** Opening SUPPLIED MATERIAL block **

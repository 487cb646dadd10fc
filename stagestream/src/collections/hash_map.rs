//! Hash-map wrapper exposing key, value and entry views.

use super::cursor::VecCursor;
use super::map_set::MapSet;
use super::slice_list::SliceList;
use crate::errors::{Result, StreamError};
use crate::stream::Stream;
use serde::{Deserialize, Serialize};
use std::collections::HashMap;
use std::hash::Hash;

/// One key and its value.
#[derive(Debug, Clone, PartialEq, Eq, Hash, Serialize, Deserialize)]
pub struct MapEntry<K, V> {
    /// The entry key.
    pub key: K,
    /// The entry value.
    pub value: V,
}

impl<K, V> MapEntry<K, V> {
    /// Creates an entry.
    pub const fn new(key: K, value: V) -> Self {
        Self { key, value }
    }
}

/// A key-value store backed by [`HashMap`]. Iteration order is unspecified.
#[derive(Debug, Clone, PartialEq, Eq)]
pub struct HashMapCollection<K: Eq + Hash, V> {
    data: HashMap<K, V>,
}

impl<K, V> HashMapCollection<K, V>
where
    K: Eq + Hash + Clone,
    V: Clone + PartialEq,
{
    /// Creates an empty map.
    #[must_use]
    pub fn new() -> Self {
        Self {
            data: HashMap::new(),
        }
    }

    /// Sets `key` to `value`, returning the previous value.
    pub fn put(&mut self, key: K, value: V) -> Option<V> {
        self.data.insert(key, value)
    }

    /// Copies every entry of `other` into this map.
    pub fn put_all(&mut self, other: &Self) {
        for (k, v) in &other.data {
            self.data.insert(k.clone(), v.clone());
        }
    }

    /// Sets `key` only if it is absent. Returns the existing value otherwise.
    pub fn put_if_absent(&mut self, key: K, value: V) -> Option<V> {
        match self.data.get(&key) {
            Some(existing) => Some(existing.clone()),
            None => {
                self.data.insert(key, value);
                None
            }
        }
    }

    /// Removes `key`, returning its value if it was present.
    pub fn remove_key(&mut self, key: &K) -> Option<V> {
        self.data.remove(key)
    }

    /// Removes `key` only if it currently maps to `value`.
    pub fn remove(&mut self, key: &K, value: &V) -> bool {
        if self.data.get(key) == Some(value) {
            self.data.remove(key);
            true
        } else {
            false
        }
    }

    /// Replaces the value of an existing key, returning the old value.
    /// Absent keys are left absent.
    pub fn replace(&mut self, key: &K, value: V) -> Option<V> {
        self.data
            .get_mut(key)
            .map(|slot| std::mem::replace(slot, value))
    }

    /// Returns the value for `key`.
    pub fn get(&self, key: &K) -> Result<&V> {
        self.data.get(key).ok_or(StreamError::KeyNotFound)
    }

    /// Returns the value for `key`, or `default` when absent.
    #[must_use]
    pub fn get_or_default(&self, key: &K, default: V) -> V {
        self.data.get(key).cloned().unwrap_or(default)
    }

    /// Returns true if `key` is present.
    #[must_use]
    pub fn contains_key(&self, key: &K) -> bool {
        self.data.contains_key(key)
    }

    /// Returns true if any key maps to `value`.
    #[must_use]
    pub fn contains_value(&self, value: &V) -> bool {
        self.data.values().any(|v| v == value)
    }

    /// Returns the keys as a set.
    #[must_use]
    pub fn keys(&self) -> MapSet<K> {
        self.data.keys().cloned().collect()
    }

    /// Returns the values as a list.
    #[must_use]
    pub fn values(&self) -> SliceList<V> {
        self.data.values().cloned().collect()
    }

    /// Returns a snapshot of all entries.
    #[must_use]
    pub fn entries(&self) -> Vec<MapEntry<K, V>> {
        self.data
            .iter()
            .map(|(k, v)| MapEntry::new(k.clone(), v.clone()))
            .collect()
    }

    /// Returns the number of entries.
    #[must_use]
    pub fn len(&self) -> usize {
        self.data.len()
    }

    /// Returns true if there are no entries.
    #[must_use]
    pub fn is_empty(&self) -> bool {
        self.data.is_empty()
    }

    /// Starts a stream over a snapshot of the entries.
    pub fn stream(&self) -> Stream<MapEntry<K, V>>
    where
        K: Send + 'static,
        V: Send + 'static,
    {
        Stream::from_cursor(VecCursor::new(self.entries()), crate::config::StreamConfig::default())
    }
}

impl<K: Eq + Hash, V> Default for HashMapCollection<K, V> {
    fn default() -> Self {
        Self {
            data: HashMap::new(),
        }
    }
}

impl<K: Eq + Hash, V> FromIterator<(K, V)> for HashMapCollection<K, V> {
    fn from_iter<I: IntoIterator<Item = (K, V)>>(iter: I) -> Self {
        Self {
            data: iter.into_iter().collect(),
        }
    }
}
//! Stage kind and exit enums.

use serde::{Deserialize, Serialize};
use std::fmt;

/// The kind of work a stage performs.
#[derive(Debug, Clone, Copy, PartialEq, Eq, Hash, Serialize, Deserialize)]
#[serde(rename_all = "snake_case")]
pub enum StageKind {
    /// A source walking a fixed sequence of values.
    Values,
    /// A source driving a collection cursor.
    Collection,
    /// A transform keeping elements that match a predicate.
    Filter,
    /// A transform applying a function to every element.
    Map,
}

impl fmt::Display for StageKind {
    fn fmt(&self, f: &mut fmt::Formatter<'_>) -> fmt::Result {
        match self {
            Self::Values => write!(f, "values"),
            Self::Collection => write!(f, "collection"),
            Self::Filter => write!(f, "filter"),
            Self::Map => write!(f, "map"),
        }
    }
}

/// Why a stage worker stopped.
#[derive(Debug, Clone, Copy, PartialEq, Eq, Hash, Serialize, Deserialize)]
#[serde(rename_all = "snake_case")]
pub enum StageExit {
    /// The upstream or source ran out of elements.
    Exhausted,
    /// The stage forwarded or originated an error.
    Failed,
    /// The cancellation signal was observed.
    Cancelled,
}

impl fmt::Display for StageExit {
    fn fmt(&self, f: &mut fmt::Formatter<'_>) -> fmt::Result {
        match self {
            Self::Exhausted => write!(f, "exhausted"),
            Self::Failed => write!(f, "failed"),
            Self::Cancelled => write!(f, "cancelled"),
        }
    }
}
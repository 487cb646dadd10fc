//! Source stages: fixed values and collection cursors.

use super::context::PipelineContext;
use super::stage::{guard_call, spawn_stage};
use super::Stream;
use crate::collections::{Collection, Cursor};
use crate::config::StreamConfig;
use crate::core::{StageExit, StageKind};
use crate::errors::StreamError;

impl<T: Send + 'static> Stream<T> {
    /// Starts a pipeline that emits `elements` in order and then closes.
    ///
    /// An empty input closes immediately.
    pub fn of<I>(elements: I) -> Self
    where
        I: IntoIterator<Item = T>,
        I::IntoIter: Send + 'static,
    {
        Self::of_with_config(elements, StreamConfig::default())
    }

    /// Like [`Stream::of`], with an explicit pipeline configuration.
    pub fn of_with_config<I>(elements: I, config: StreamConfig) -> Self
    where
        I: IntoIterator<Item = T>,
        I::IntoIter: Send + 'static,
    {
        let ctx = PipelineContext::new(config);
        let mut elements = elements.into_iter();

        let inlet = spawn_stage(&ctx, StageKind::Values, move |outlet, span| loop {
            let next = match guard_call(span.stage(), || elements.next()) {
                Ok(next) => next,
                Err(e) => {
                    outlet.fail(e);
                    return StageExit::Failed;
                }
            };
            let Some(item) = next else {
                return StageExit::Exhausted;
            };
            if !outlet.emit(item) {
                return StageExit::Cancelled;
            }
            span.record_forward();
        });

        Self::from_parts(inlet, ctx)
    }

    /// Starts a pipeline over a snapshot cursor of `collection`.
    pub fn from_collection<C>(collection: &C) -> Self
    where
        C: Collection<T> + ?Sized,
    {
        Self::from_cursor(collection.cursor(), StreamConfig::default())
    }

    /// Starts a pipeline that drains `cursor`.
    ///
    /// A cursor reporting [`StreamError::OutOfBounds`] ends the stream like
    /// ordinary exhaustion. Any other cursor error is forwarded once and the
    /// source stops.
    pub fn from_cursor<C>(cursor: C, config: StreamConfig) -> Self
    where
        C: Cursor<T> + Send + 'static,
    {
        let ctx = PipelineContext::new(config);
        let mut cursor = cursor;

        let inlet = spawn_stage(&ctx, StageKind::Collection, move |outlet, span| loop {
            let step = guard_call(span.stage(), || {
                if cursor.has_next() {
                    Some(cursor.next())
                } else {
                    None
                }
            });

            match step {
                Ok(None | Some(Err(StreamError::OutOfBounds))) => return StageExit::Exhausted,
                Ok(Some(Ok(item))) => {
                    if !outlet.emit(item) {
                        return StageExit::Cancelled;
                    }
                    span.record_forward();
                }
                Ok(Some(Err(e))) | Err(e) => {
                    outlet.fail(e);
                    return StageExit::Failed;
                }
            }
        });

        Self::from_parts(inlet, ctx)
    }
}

** Closing SUPPLIED MATERIAL block **

> _EXERCISE OBJECTIVE_:
Copy exactly the stretch of data above from the line with "impl<K: Eq + Hash, V> Default" through the line with "out of elements.", and omit all other lines.

> _OUTPUT OF THE TASK_:
impl<K: Eq + Hash, V> Default for HashMapCollection<K, V> {
    fn default() -> Self {
        Self {
            data: HashMap::new(),
        }
    }
}

impl<K: Eq + Hash, V> FromIterator<(K, V)> for HashMapCollection<K, V> {
    fn from_iter<I: IntoIterator<Item = (K, V)>>(iter: I) -> Self {
        Self {
            data: iter.into_iter().collect(),
        }
    }
}
//! Stage kind and exit enums.

use serde::{Deserialize, Serialize};
use std::fmt;

/// The kind of work a stage performs.
#[derive(Debug, Clone, Copy, PartialEq, Eq, Hash, Serialize, Deserialize)]
#[serde(rename_all = "snake_case")]
pub enum StageKind {
    /// A source walking a fixed sequence of values.
    Values,
    /// A source driving a collection cursor.
    Collection,
    /// A transform keeping elements that match a predicate.
    Filter,
    /// A transform applying a function to every element.
    Map,
}

impl fmt::Display for StageKind {
    fn fmt(&self, f: &mut fmt::Formatter<'_>) -> fmt::Result {
        match self {
            Self::Values => write!(f, "values"),
            Self::Collection => write!(f, "collection"),
            Self::Filter => write!(f, "filter"),
            Self::Map => write!(f, "map"),
        }
    }
}

/// Why a stage worker stopped.
#[derive(Debug, Clone, Copy, PartialEq, Eq, Hash, Serialize, Deserialize)]
#[serde(rename_all = "snake_case")]
pub enum StageExit {
    /// The upstream or source ran out of elements.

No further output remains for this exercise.